SIERRA VISTA, Ariz. – Sierra Vista school administrators yanked a book from classes this week following parental complaints of sexually graphic material.
The novel "Dreaming in Cuban," a National Book Award finalist, has never generated this sort of controversy before, said author Cristina Garcia.
Also, the American Library Association, which tracks books prohibited in schools, says it has no record of "Dreaming in Cuba" being banned.
The book that follows three generations of women during the Cuban Revolution was pulled from classrooms after a parent, Debbie Stoner, took her son out of his 10th-grade English class after students were asked to read sexually-explicit passages aloud.
"We're bludgeoning their souls with this kind of material."

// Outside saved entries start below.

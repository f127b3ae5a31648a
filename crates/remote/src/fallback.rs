//! Primary-then-fallback submission strategy.
//!
//! [`FallbackSubmitter`] calls the primary provider under a timeout.
//! When that call fails or times out, the same request goes to the
//! fallback provider. If the fallback fails too, the primary error is
//! what the caller sees; the fallback error is kept alongside for logs.

use std::sync::Arc;
use std::time::Duration;

use showroom_core::replacement::{ReplacementRequest, ReplacementResponse, ResultSource};

use crate::provider::{BackgroundReplacementProvider, ProviderError};

/// Default per-call timeout for submissions.
pub const DEFAULT_SUBMIT_TIMEOUT: Duration = Duration::from_secs(30);

/// A submission response tagged with the provider stage that produced it.
#[derive(Debug, Clone)]
pub struct Submission {
    pub response: ReplacementResponse,
    pub source: ResultSource,
}

/// Both stages failed (or there was no fallback).
///
/// Displays as the primary error so the fallback never masks the
/// original cause.
#[derive(Debug, thiserror::Error)]
#[error("{primary}")]
pub struct SubmitError {
    pub primary: ProviderError,
    pub fallback: Option<ProviderError>,
}

pub struct FallbackSubmitter {
    primary: Arc<dyn BackgroundReplacementProvider>,
    fallback: Option<Arc<dyn BackgroundReplacementProvider>>,
    timeout: Duration,
}

impl FallbackSubmitter {
    /// Submitter with only a primary stage and the default timeout.
    pub fn new(primary: Arc<dyn BackgroundReplacementProvider>) -> Self {
        Self {
            primary,
            fallback: None,
            timeout: DEFAULT_SUBMIT_TIMEOUT,
        }
    }

    pub fn with_fallback(mut self, fallback: Arc<dyn BackgroundReplacementProvider>) -> Self {
        self.fallback = Some(fallback);
        self
    }

    pub fn with_timeout(mut self, timeout: Duration) -> Self {
        self.timeout = timeout;
        self
    }

    pub fn timeout(&self) -> Duration {
        self.timeout
    }

    /// Submit `request`, falling back once if the primary stage fails.
    pub async fn submit(&self, request: &ReplacementRequest) -> Result<Submission, SubmitError> {
        let primary_err = match self.call(self.primary.as_ref(), request).await {
            Ok(response) => {
                return Ok(Submission {
                    response,
                    source: ResultSource::Primary,
                })
            }
            Err(e) => e,
        };

        let Some(fallback) = &self.fallback else {
            tracing::warn!(
                public_id = %request.public_id,
                error = %primary_err,
                "Primary submission failed and no fallback is configured",
            );
            return Err(SubmitError {
                primary: primary_err,
                fallback: None,
            });
        };

        tracing::warn!(
            public_id = %request.public_id,
            primary = self.primary.name(),
            fallback = fallback.name(),
            error = %primary_err,
            "Primary submission failed, using fallback",
        );

        match self.call(fallback.as_ref(), request).await {
            Ok(response) => {
                tracing::info!(
                    public_id = %request.public_id,
                    fallback = fallback.name(),
                    "Submission served by fallback",
                );
                Ok(Submission {
                    response,
                    source: ResultSource::Fallback,
                })
            }
            Err(fallback_err) => {
                tracing::warn!(
                    public_id = %request.public_id,
                    error = %fallback_err,
                    "Fallback submission failed as well",
                );
                Err(SubmitError {
                    primary: primary_err,
                    fallback: Some(fallback_err),
                })
            }
        }
    }

    /// One provider call bounded by the timeout. Dropping the future
    /// on timeout cancels the in-flight request.
    async fn call(
        &self,
        provider: &dyn BackgroundReplacementProvider,
        request: &ReplacementRequest,
    ) -> Result<ReplacementResponse, ProviderError> {
        match tokio::time::timeout(self.timeout, provider.replace_background(request)).await {
            Ok(result) => result,
            Err(_) => Err(ProviderError::Timeout {
                provider: provider.name().to_string(),
                after: self.timeout,
            }),
        }
    }
}
use showroom_core::error::CoreError;
use showroom_remote::listing::ListingStoreError;

#[derive(Debug, thiserror::Error)]
pub enum BatchError {
    /// The batch was rejected before anything was submitted.
    #[error(transparent)]
    Invalid(#[from] CoreError),

    #[error("All {total} images failed to process: {first_error}")]
    AllFailed { total: usize, first_error: String },
}

#[derive(Debug, thiserror::Error)]
pub enum SaveError {
    #[error("No listing store is configured")]
    StoreUnavailable,

    #[error("Failed to save listing images: {0}")]
    Store(#[from] ListingStoreError),
}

- Barbara Hansen, a former Sierra Vista elementary school teacher
Barbara Hansen, a former Sierra Vista elementary school teacher, told the board Tuesday that the book seemed like "child pornography."
"We're bludgeoning their souls with this kind of material. It's debauchery, and it's just not worthy of our students," Hansen said.
Garcia told The Associated Press on Thursday that students shouldn't be deprived of a broader, cultural experience.
"Many works, not just mine, are misinterpreted or misguidedly banned because of the limitations and short-sightedness of a few," said Garica, who added she would be willing to visit Sierra Vista, which is about 70 miles southeast of Tucson, and answer questions.
The book is listed on the state's recommended core-curriculum list.
School curriculum director Terri Romo said she was told books are recommended to show an appropriate reading level, not necessarily for purchasing.
Superintendent Kriss Hagerl says had the district been aware of the book's content, they would have had teachers provide an alternative option.
Hagerl said while she resisted banning books, she also wanted parents to have an opportunity to give consent for books with sensitive material.
"We've learned a lesson in this, and we'll make sure to put those steps in place to make sure it doesn't happen again," Hagerl said.